それにしても、何故アリスさんは自殺を図ろうとしたのだろうか。それを、その場に居合わせたルイズさんや、氷のような目をした少女に聞こうとすると、アリスさんは目を覚まし、まるで自分が寝たふりをし、全てを聞いていたかのように、それが、私達の掟だから。と小さい声で答えた。
「…どういうことですか。自殺することが掟って。そんな掟、誰が作ったんですか?」
「…そうね、あなたには、まだ何も話していなかったわね。ルイズ、離反者の言うことなんて聞きたく無いでしょうけれど、説明してあげて。私達が、どういう者なのか…」
私は、まだこんな状態だから。と言って、彼女はまた眠ってしまった。おそらく、氷のような彼女に、特殊な攻撃を受けた影響だろう。
アリスさんが倒れた後、ルイズさんは笑顔でよろしい、と答えた。
「結衣さん、私は、この世界や、あなた達の世界の者ではありません。魔界と呼ばれる、幻想郷の人間が忌み嫌う世界から来ました。」
「ルイズさんが魔界から来たのは知ってます。と言うか、この前教えてくれたじゃないですか。魔界には女神様が居てって話も…」
「はい、そうでしたね。そこはあまり問題ではありません。しかし、ここからが問題。実は、貴女の師匠たるアリスも、その世界の住民でした。しかし彼女は、魔界において、博麗の神官たる博麗靈夢と交わってから、変わりました。」
「アリスさんが、魔界の人間?そんな馬鹿な、彼女はずっと私達と居たんですよ?それに、何が変わったんですか?」
「彼女は、幻想郷に度々訪れるようになり、現地の人々との交わりも深くなりました。現地に行ったばかりの頃は、魔理沙と言う少女に本の強盗に押し入られ、神官の靈夢にも掃除役としてこき使われたにも関わらず、です。そして彼女は、我々の帰還命令にも従わなくなりました。彼女の力が加われば、幻想郷から魔界への侵入者も、捕らえられたかもしれないのに。」
私は、黙って彼女の話を聞いた。ルイズさんに伝えたいことを心の中に封じ込め、ただひたすら。

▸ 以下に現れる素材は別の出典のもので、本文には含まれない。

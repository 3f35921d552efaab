use async_trait::async_trait;
use reqwest::Method;

use crate::{
    category::AlbumGroups,
    error::Result,
    types::{Album, AlbumTrackPair, Artist, FollowedArtistsResponse},
};

use super::{Catalog, SpotifyClient, releases};

const FOLLOWED_ARTISTS_PAGE_SIZE: u32 = 50;

impl SpotifyClient {
    /// Retrieves one page of followed artists and the cursor of the next page.
    pub async fn get_artists(&self, after: Option<&str>) -> Result<(Vec<Artist>, Option<String>)> {
        let mut api_url = self.url(&format!(
            "/me/following?type=artist&limit={limit}",
            limit = FOLLOWED_ARTISTS_PAGE_SIZE
        ));
        if let Some(after) = after {
            api_url.push_str(&format!("&after={after}"));
        }

        let response = self.send::<()>(Method::GET, &api_url, None).await?;
        let res = response.json::<FollowedArtistsResponse>().await?;
        let next_after = res.artists.cursors.and_then(|c| c.after);
        Ok((res.artists.items, next_after))
    }
}

#[async_trait]
impl Catalog for SpotifyClient {
    async fn followed_artists(&self) -> Result<Vec<Artist>> {
        let mut artists = Vec::new();
        let mut after: Option<String> = None;

        loop {
            let (page, next) = self.get_artists(after.as_deref()).await?;
            artists.extend(page);
            match next {
                Some(cursor) => after = Some(cursor),
                None => break,
            }
        }

        tracing::debug!(artists = artists.len(), "Fetched followed artists");
        Ok(artists)
    }

    async fn artist_releases(&self, artist_id: &str, groups: &AlbumGroups) -> Result<Vec<Album>> {
        releases::get_releases_for_artist(self, artist_id, groups).await
    }

    async fn album_tracks(&self, albums: &[Album]) -> Result<Vec<AlbumTrackPair>> {
        releases::get_album_tracks(self, albums).await
    }
}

「そして彼女は今日、命令に従わぬ反逆者として有名になりました。そして、彼女を捕らえるよう、魔界から放たれた刺客である私達は放たれ、各世界に潜伏していました。私の身の上はこんな感じですかね。因みに、トウキョウにはユキ、イナバには夢子、邪気世界にはサラ、メトロにはマイが潜伏していたのですがね。えっと…何の話でしたかね。」
「…何故、死ぬことが掟か。です。でも、何となくわかりました。それが、その女神様が定めた法。ですよね?」
「はい。大正解です。」
なるほど、魔界の女神様にとっては、人間なんか所詮は道具。使えなくなれば、自ら死ねと言って死なせれば良いのか。

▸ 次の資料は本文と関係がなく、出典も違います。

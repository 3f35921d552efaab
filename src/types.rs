use std::hash::{Hash, Hasher};

use chrono::{DateTime, NaiveDate, Utc};
use serde::{Deserialize, Serialize};
use tabled::Tabled;

use crate::category::{AlbumGroup, AlbumGroupExtended};

#[derive(Debug, Clone, Serialize, Deserialize)]
pub struct Token {
    pub access_token: String,
    pub refresh_token: String,
    #[serde(default)]
    pub expires_in: u64,
    #[serde(default)]
    pub obtained_at: u64,
}

#[derive(Debug, Clone, Serialize, Deserialize)]
pub struct Artist {
    pub id: String,
    pub name: String,
    #[serde(default)]
    pub genres: Vec<String>,
}

#[derive(Debug, Clone, Serialize, Deserialize)]
pub struct FollowedArtistsResponse {
    pub artists: ArtistsContainer,
}

#[derive(Debug, Clone, Serialize, Deserialize)]
pub struct ArtistsContainer {
    pub items: Vec<Artist>,
    pub next: Option<String>,
    pub cursors: Option<Cursors>,
    pub total: Option<u64>,
}

#[derive(Debug, Clone, Serialize, Deserialize)]
pub struct Cursors {
    pub after: Option<String>,
}

#[derive(Debug, Clone, Serialize, Deserialize)]
pub struct AlbumResponse {
    pub items: Vec<Album>,
    pub next: Option<String>,
}

/// A release as the catalog lists it for an artist. Two albums are the same
/// release when their ids match.
#[derive(Debug, Clone, Serialize, Deserialize)]
pub struct Album {
    pub id: String,
    pub name: String,
    pub release_date: String,
    pub release_date_precision: String,
    #[serde(default)]
    pub album_type: String,
    #[serde(default)]
    pub album_group: Option<String>,
    pub artists: Vec<AlbumArtist>,
}

impl Album {
    /// The declared base group. `None` when the catalog didn't send one or sent
    /// something unknown.
    pub fn album_group(&self) -> Option<AlbumGroup> {
        self.album_group
            .as_deref()
            .and_then(|group| group.parse().ok())
    }

    /// The release date, only for day precision releases.
    pub fn release_day(&self) -> Option<NaiveDate> {
        if self.release_date_precision != "day" {
            return None;
        }
        NaiveDate::parse_from_str(&self.release_date, "%Y-%m-%d").ok()
    }

    pub fn first_artist_name(&self) -> &str {
        self.artists
            .first()
            .map(|artist| artist.name.as_str())
            .unwrap_or_default()
    }
}

impl PartialEq for Album {
    fn eq(&self, other: &Self) -> bool {
        self.id == other.id
    }
}

impl Eq for Album {}

impl Hash for Album {
    fn hash<H: Hasher>(&self, state: &mut H) {
        self.id.hash(state);
    }
}

#[derive(Debug, Clone, Serialize, Deserialize)]
pub struct AlbumArtist {
    pub id: String,
    pub name: String,
}

#[derive(Debug, Clone, Serialize, Deserialize)]
pub struct GetSeveralAlbumsResponse {
    pub albums: Vec<Option<GetAlbumResponse>>,
}

#[derive(Debug, Clone, Serialize, Deserialize)]
pub struct GetAlbumResponse {
    pub id: String,
    pub name: String,
    pub release_date: String,
    pub tracks: Tracks,
}

#[derive(Debug, Clone, Serialize, Deserialize)]
pub struct Tracks {
    pub items: Vec<Track>,
}

#[derive(Debug, Clone, Serialize, Deserialize)]
pub struct Track {
    pub id: String,
    pub name: String,
    pub uri: String,
    #[serde(default)]
    pub duration_ms: u64,
    #[serde(default)]
    pub artists: Vec<AlbumArtist>,
}

/// A discovered release together with the tracks that will be published.
#[derive(Debug, Clone)]
pub struct AlbumTrackPair {
    pub album: Album,
    pub tracks: Vec<Track>,
}

impl AlbumTrackPair {
    pub fn new(album: Album, tracks: Vec<Track>) -> Self {
        Self { album, tracks }
    }

    pub fn total_duration_ms(&self) -> u64 {
        self.tracks.iter().map(|track| track.duration_ms).sum()
    }
}

impl PartialEq for AlbumTrackPair {
    fn eq(&self, other: &Self) -> bool {
        self.album == other.album
    }
}

impl Eq for AlbumTrackPair {}

impl Hash for AlbumTrackPair {
    fn hash<H: Hasher>(&self, state: &mut H) {
        self.album.hash(state);
    }
}

/// Where releases of one extended group get published, and when that last
/// happened. Replaced as a whole on every change.
#[derive(Debug, Clone, PartialEq, Eq, Serialize, Deserialize)]
pub struct PlaylistStore {
    pub album_group: AlbumGroupExtended,
    pub playlist_id: Option<String>,
    pub last_update: Option<DateTime<Utc>>,
}

impl PlaylistStore {
    pub fn new(album_group: AlbumGroupExtended, playlist_id: Option<String>) -> Self {
        Self {
            album_group,
            playlist_id,
            last_update: None,
        }
    }

    /// The playlist id, if one is set and not blank.
    pub fn enabled_playlist_id(&self) -> Option<&str> {
        self.playlist_id
            .as_deref()
            .map(str::trim)
            .filter(|id| !id.is_empty())
    }

    pub fn is_enabled(&self) -> bool {
        self.enabled_playlist_id().is_some()
    }

    pub fn with_last_update(&self, last_update: Option<DateTime<Utc>>) -> Self {
        Self {
            last_update,
            ..self.clone()
        }
    }
}

#[derive(Tabled)]
pub struct PlaylistStoreTableRow {
    pub group: String,
    pub playlist: String,
    pub last_update: String,
}

impl From<&PlaylistStore> for PlaylistStoreTableRow {
    fn from(store: &PlaylistStore) -> Self {
        Self {
            group: store.album_group.label().to_string(),
            playlist: store.enabled_playlist_id().unwrap_or("-").to_string(),
            last_update: store
                .last_update
                .map(|ts| ts.format("%Y-%m-%d %H:%M:%S").to_string())
                .unwrap_or_else(|| "-".to_string()),
        }
    }
}

#[derive(Debug, Clone, Serialize, Deserialize)]
pub struct AddTrackToPlaylistRequest {
    pub uris: Vec<String>,
}

#[derive(Debug, Clone, Serialize, Deserialize)]
pub struct AddTrackToPlaylistResponse {
    pub snapshot_id: String,
}

#[derive(Debug, Clone, Serialize, Deserialize)]
pub struct Playlist {
    pub id: String,
    pub name: String,
}

#[derive(Debug, Clone, Serialize, Deserialize)]
pub struct UpdatePlaylistRequest {
    pub name: String,
}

私は人間だから、神の思考など理解できない。いや、理解したくもない。どうせ、自分が作った命だから、どうするのも自分の勝手だとか、そんな感じだろう。反吐がでる。
「何で、魔界の人達は、アリスさんみたいに、女神様に逆らわないのですか?そんな残酷な女神を、何故信仰するのですか?ルイズさん達は狂ってます、私にはそう見えます。」
私が彼女にそう言って詰め寄ると、彼女は私の眼を見て、幼いのね、とでも言うかのように上品に嘲り笑った。
「好き勝手言ってくれますね。まあ、そういう人、嫌いじゃないですけどね。まあ、貴方には関係のないこと。忘れなさい。」
「忘れません。絶対に。どのようなものの命であろうと、命は宝です。どんなに汚くなっても、どんなに恥曝しになろうと、それでも生きなきゃダメなんです!」
私が彼女に怒鳴ると、側で眠っていたアリスさんは瞳を開き、精神が半分壊れたような顔で私を見て、今私が言った、どんなに汚くなっても、どんなに恥曝しになろうと、生きねばいけないと言う言葉を、小さな声で口ずさみ、繰り返した。
ルイズさんはそれを見て、クスッと笑い、そんなに生きることを宝と見るのならば、そこに居る、私達の主に述べてみよとだけ言い残し、扉を開けてその場を去った。
その声に応えるかのごとく、椅子に座り、紅茶を手にする、氷のような少女は、紅茶をティーカップに置き、私とアリスさんの元へ近づいた。